- [The task]: For the entries below, the result should be an exact transcription of the lines from the one with "let norm = query.dot(query).sqrt();" up to and including the one with "let sims = mat.rows.dot(&q);", and only those.

(Beginning of Entries provided)

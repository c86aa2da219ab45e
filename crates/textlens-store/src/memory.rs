//! SQLite vector memory.
//!
//! Texts are deduplicated by SHA-256 content hash. Embeddings are stored as
//! uint8 with scale/offset and searched by cosine similarity against a
//! normalized in-memory matrix that is reloaded lazily after writes.

use std::path::{Path, PathBuf};

use ndarray::{Array1, Array2, Axis};
use parking_lot::Mutex;
use rusqlite::{params, Connection, OptionalExtension};
use serde_json::{Map, Value};
use sha2::{Digest, Sha256};
use tracing::{debug, info};

use crate::open_connection;
use crate::quantize::Quantized;
use crate::schema::MEMORY_SCHEMA_SQL;
use crate::types::{MemoryHit, Upsert};
use textlens_core::{Error, Result};

pub const MEMORY_DB_FILE: &str = "memory.db";

pub struct MemoryStore {
    conn: Mutex<Connection>,
    db_path: PathBuf,
    dim: usize,
    matrix: Mutex<EmbeddingMatrix>,
}

struct EmbeddingMatrix {
    /// Normalized embeddings, shape (N, dim).
    rows: Array2<f32>,
    ids: Vec<i64>,
    dirty: bool,
}

impl MemoryStore {
    /// Open or create `{dir}/memory.db` for embeddings of size `dim`.
    pub fn open(dir: impl AsRef<Path>, dim: usize) -> Result<Self> {
        let db_path = dir.as_ref().join(MEMORY_DB_FILE);
        let conn = open_connection(&db_path)?;
        conn.execute_batch(MEMORY_SCHEMA_SQL)
            .map_err(|e| Error::Database(format!("Schema init failed: {}", e)))?;

        let store = Self {
            conn: Mutex::new(conn),
            db_path,
            dim,
            matrix: Mutex::new(EmbeddingMatrix {
                rows: Array2::zeros((0, dim)),
                ids: Vec::new(),
                dirty: true,
            }),
        };
        info!(
            "MemoryStore opened: {} entries, dim={}, path={}",
            store.count()?,
            dim,
            store.db_path.display()
        );
        Ok(store)
    }

    pub fn dimension(&self) -> usize {
        self.dim
    }

    pub fn db_path(&self) -> &Path {
        &self.db_path
    }

    /// Store `text` with `metadata`, or merge `metadata` into the existing
    /// entry when the same text is already stored.
    pub fn upsert(&self, text: &str, metadata: &Value, embedding: &Array1<f32>) -> Result<Upsert> {
        if embedding.len() != self.dim {
            return Err(Error::Embedding(format!(
                "expected {} dimensions, got {}",
                self.dim,
                embedding.len()
            )));
        }
        let hash = content_hash(text);
        let now = chrono::Utc::now().timestamp_millis();
        let conn = self.conn.lock();

        let existing: Option<(i64, Option<String>)> = conn
            .prepare_cached("SELECT id, metadata_json FROM memory_entries WHERE content_hash = ?1")
            .map_err(|e| Error::Database(e.to_string()))?
            .query_row(params![hash], |row| Ok((row.get(0)?, row.get(1)?)))
            .optional()
            .map_err(|e| Error::Database(e.to_string()))?;

        if let Some((id, old_json)) = existing {
            let merged = merge_metadata(old_json.as_deref(), metadata);
            conn.prepare_cached(
                "UPDATE memory_entries SET metadata_json = ?1, updated_at = ?2 WHERE id = ?3",
            )
            .map_err(|e| Error::Database(e.to_string()))?
            .execute(params![merged.to_string(), now, id])
            .map_err(|e| Error::Database(e.to_string()))?;
            debug!("Merged metadata into memory entry {}", id);
            return Ok(Upsert::Merged(id));
        }

        let q = Quantized::from_embedding(embedding);
        let id = conn
            .prepare_cached(
                "INSERT INTO memory_entries (text, content_hash, metadata_json, embedding, scale, offset_val, created_at)
                 VALUES (?1, ?2, ?3, ?4, ?5, ?6, ?7)",
            )
            .map_err(|e| Error::Database(e.to_string()))?
            .insert(params![
                text,
                hash,
                metadata.to_string(),
                q.bytes,
                q.scale as f64,
                q.offset as f64,
                now
            ])
            .map_err(|e| Error::Database(e.to_string()))?;
        drop(conn);

        self.matrix.lock().dirty = true;
        Ok(Upsert::Inserted(id))
    }

    /// The `k` entries most similar to `query`, best first.
    pub fn search(&self, query: &Array1<f32>, k: usize) -> Result<Vec<MemoryHit>> {
        if query.len() != self.dim {
            return Err(Error::Embedding(format!(
                "expected {} dimensions, got {}",
                self.dim,
                query.len()
            )));
        }
        self.ensure_matrix_loaded()?;

        let norm = query.dot(query).sqrt();
        if norm < 1e-9 || k == 0 {
            return Ok(Vec::new());
        }
        let q = query / norm;

        let top: Vec<(i64, f64)> = {
            let mat = self.matrix.lock();
            if mat.rows.nrows() == 0 {
                return Ok(Vec::new());
            }
            let sims = mat.rows.dot(&q);
            let mut indexed: Vec<(usize, f32)> = sims.iter().copied().enumerate().collect();
            indexed.sort_by(|a, b| b.1.partial_cmp(&a.1).unwrap_or(std::cmp::Ordering::Equal));
            indexed.truncate(k);
            indexed
                .into_iter()
                .map(|(i, s)| (mat.ids[i], s as f64))
                .collect()
        };

        let conn = self.conn.lock();
        let mut stmt = conn
            .prepare_cached("SELECT text, metadata_json FROM memory_entries WHERE id = ?1")
            .map_err(|e| Error::Database(e.to_string()))?;
        let mut hits = Vec::with_capacity(top.len());
        for (id, score) in top {
            let row: Option<(String, Option<String>)> = stmt
                .query_row(params![id], |row| Ok((row.get(0)?, row.get(1)?)))
                .optional()
                .map_err(|e| Error::Database(e.to_string()))?;
            if let Some((text, meta)) = row {
                hits.push(MemoryHit {
                    id,
                    text,
                    metadata: meta
                        .as_deref()
                        .and_then(|s| serde_json::from_str(s).ok())
                        .unwrap_or(Value::Null),
                    score,
                });
            }
        }
        Ok(hits)
    }

    pub fn count(&self) -> Result<i64> {
        let conn = self.conn.lock();
        conn.query_row("SELECT COUNT(*) FROM memory_entries", [], |row| row.get(0))
            .map_err(|e| Error::Database(e.to_string()))
    }

    /// Metadata of the entry holding exactly `text`.
    pub fn metadata_for(&self, text: &str) -> Result<Option<Value>> {
        let conn = self.conn.lock();
        let json: Option<Option<String>> = conn
            .prepare_cached("SELECT metadata_json FROM memory_entries WHERE content_hash = ?1")
            .map_err(|e| Error::Database(e.to_string()))?
            .query_row(params![content_hash(text)], |row| row.get(0))
            .optional()
            .map_err(|e| Error::Database(e.to_string()))?;
        Ok(json
            .flatten()
            .and_then(|s| serde_json::from_str(&s).ok()))
    }

    fn ensure_matrix_loaded(&self) -> Result<()> {
        if self.matrix.lock().dirty {
            self.load_matrix()?;
        }
        Ok(())
    }

    fn load_matrix(&self) -> Result<()> {
        let rows: Vec<(i64, Vec<u8>, f64, f64)> = {
            let conn = self.conn.lock();
            let mut stmt = conn
                .prepare_cached("SELECT id, embedding, scale, offset_val FROM memory_entries ORDER BY id")
                .map_err(|e| Error::Database(e.to_string()))?;
            let mapped = stmt
                .query_map([], |row| Ok((row.get(0)?, row.get(1)?, row.get(2)?, row.get(3)?)))
                .map_err(|e| Error::Database(e.to_string()))?;
            mapped
                .collect::<std::result::Result<_, _>>()
                .map_err(|e| Error::Database(e.to_string()))?
        };

        let mut ids = Vec::with_capacity(rows.len());
        let mut matrix = Array2::<f32>::zeros((0, self.dim));
        for (id, bytes, scale, offset) in rows {
            if bytes.len() != self.dim {
                debug!("Skipping memory entry {} with {} dims", id, bytes.len());
                continue;
            }
            let v = Quantized {
                bytes,
                scale: scale as f32,
                offset: offset as f32,
            }
            .restore();
            let norm = v.dot(&v).sqrt();
            let v = if norm > 1e-9 { v / norm } else { v };
            matrix
                .push(Axis(0), v.view())
                .map_err(|e| Error::Internal(e.to_string()))?;
            ids.push(id);
        }

        let mut mat = self.matrix.lock();
        debug!("Loaded {} embeddings into memory matrix", ids.len());
        mat.rows = matrix;
        mat.ids = ids;
        mat.dirty = false;
        Ok(())
    }
}

/// Hex SHA-256 of the text.
pub fn content_hash(text: &str) -> String {
    hex::encode(Sha256::digest(text.as_bytes()))
}

/// Shallow merge of `updates` into the stored JSON object.
fn merge_metadata(existing: Option<&str>, updates: &Value) -> Value {
    let mut merged: Map<String, Value> = existing
        .and_then(|s| serde_json::from_str(s).ok())
        .unwrap_or_default();
    if let Value::Object(map) = updates {
        for (k, v) in map {
            merged.insert(k.clone(), v.clone());
        }
    }
    Value::Object(merged)
}

#[cfg(test)]
mod tests {
    use super::*;
    use ndarray::array;
    use serde_json::json;

    fn store(dim: usize) -> (MemoryStore, tempfile::TempDir) {
        let dir = tempfile::tempdir().unwrap();
        let store = MemoryStore::open(dir.path(), dim).unwrap();
        (store, dir)
    }

    #[test]
    fn test_upsert_dedups_and_merges() {
        let (store, _dir) = store(3);
        let v = array![1.0, 0.0, 0.0];
        let first = store.upsert("same text", &json!({"source": "dataset", "row_index": 2}), &v).unwrap();
        let second = store.upsert("same text", &json!({"source": "agent_support", "query": "q"}), &v).unwrap();
        assert!(matches!(first, Upsert::Inserted(_)));
        assert_eq!(second, Upsert::Merged(first.id()));
        assert_eq!(store.count().unwrap(), 1);

        let meta = store.metadata_for("same text").unwrap().unwrap();
        assert_eq!(meta, json!({"source": "agent_support", "row_index": 2, "query": "q"}));
    }

    #[test]
    fn test_search_ranks_by_cosine() {
        let (store, _dir) = store(3);
        store.upsert("x axis", &json!({"row_index": 0}), &array![1.0, 0.0, 0.0]).unwrap();
        store.upsert("y axis", &json!({}), &array![0.0, 1.0, 0.0]).unwrap();
        store.upsert("mostly x", &json!({}), &array![0.9, 0.1, 0.0]).unwrap();

        let hits = store.search(&array![1.0, 0.0, 0.0], 2).unwrap();
        assert_eq!(hits.len(), 2);
        assert_eq!(hits[0].text, "x axis");
        assert_eq!(hits[0].row_index(), Some(0));
        assert_eq!(hits[1].text, "mostly x");
        assert!(hits[0].score > hits[1].score);
    }

    #[test]
    fn test_search_sees_new_entries() {
        let (store, _dir) = store(2);
        assert!(store.search(&array![1.0, 0.0], 5).unwrap().is_empty());
        store.upsert("late", &json!({}), &array![0.0, 1.0]).unwrap();
        assert_eq!(store.search(&array![0.0, 1.0], 5).unwrap().len(), 1);
    }

    #[test]
    fn test_dimension_mismatch() {
        let (store, _dir) = store(3);
        let err = store.upsert("t", &json!({}), &array![1.0, 0.0]).unwrap_err();
        assert!(matches!(err, Error::Embedding(_)));
        assert!(store.search(&array![1.0], 1).is_err());
    }

    #[test]
    fn test_reopen_persists() {
        let dir = tempfile::tempdir().unwrap();
        {
            let store = MemoryStore::open(dir.path(), 2).unwrap();
            store.upsert("kept", &json!({}), &array![0.6, 0.8]).unwrap();
        }
        let store = MemoryStore::open(dir.path(), 2).unwrap();
        let hits = store.search(&array![0.6, 0.8], 1).unwrap();
        assert_eq!(hits[0].text, "kept");
        assert!((hits[0].score - 1.0).abs() < 0.02);
    }
}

(End of Entries provided)

- [Finished exercise]:
        let norm = query.dot(query).sqrt();
        if norm < 1e-9 || k == 0 {
            return Ok(Vec::new());
        }
        let q = query / norm;

        let top: Vec<(i64, f64)> = {
            let mat = self.matrix.lock();
            if mat.rows.nrows() == 0 {
                return Ok(Vec::new());
            }
            let sims = mat.rows.dot(&q);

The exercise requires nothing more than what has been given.